Data to use:
────────────────────────────────────────
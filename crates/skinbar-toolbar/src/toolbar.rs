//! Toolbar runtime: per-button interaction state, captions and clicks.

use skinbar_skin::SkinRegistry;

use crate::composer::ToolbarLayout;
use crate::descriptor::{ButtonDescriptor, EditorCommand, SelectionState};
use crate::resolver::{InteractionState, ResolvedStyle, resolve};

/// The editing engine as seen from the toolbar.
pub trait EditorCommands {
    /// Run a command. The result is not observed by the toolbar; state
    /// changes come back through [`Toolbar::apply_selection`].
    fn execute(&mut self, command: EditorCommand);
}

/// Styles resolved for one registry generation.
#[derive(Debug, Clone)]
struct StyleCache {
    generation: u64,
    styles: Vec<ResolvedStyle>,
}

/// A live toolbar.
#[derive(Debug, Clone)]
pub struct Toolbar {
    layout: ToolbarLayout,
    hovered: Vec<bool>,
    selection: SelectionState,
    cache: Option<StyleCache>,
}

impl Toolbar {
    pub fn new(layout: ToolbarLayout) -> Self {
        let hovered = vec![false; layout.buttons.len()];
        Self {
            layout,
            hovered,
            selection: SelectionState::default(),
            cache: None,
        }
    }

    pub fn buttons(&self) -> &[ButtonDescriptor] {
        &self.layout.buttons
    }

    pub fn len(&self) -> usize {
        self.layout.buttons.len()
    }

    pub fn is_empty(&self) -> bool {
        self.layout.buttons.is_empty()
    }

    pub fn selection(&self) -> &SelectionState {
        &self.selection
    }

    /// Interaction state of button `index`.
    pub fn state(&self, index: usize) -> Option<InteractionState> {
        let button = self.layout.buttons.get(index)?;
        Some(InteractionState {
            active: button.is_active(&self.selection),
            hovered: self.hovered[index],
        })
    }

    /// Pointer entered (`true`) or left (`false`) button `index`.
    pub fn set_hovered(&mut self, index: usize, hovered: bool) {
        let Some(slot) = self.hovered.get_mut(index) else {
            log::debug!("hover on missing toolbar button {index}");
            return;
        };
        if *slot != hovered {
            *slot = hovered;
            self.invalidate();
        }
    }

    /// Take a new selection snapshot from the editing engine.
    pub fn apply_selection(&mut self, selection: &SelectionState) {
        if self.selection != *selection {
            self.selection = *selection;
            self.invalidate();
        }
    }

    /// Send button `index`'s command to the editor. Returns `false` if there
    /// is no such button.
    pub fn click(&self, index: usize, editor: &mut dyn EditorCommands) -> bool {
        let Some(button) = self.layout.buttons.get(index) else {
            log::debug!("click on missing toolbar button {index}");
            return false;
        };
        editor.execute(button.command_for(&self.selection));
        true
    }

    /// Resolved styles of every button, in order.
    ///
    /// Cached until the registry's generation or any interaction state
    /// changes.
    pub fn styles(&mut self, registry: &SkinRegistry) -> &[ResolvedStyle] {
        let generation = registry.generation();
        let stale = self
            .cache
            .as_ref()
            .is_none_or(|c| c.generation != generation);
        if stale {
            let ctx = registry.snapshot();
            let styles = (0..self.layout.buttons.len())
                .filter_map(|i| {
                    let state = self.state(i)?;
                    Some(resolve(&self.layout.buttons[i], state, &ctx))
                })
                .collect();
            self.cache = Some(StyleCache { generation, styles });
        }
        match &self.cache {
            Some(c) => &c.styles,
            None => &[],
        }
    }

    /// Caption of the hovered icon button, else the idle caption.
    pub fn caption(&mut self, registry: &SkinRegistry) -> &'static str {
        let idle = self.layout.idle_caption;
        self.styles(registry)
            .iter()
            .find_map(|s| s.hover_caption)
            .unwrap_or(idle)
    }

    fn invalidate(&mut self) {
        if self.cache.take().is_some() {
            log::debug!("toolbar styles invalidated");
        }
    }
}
────────────────────────────────────────
Exercise instructions: What you return must be an exact retyping of the lines above starting at the line with "pub fn set_hovered(&mut" and ending at the line with "let state = self.state(i)?;", and nothing besides.

Written answer:
    pub fn set_hovered(&mut self, index: usize, hovered: bool) {
        let Some(slot) = self.hovered.get_mut(index) else {
            log::debug!("hover on missing toolbar button {index}");
            return;
        };
        if *slot != hovered {
            *slot = hovered;
            self.invalidate();
        }
    }

    /// Take a new selection snapshot from the editing engine.
    pub fn apply_selection(&mut self, selection: &SelectionState) {
        if self.selection != *selection {
            self.selection = *selection;
            self.invalidate();
        }
    }

    /// Send button `index`'s command to the editor. Returns `false` if there
    /// is no such button.
    pub fn click(&self, index: usize, editor: &mut dyn EditorCommands) -> bool {
        let Some(button) = self.layout.buttons.get(index) else {
            log::debug!("click on missing toolbar button {index}");
            return false;
        };
        editor.execute(button.command_for(&self.selection));
        true
    }

    /// Resolved styles of every button, in order.
    ///
    /// Cached until the registry's generation or any interaction state
    /// changes.
    pub fn styles(&mut self, registry: &SkinRegistry) -> &[ResolvedStyle] {
        let generation = registry.generation();
        let stale = self
            .cache
            .as_ref()
            .is_none_or(|c| c.generation != generation);
        if stale {
            let ctx = registry.snapshot();
            let styles = (0..self.layout.buttons.len())
                .filter_map(|i| {
                    let state = self.state(i)?;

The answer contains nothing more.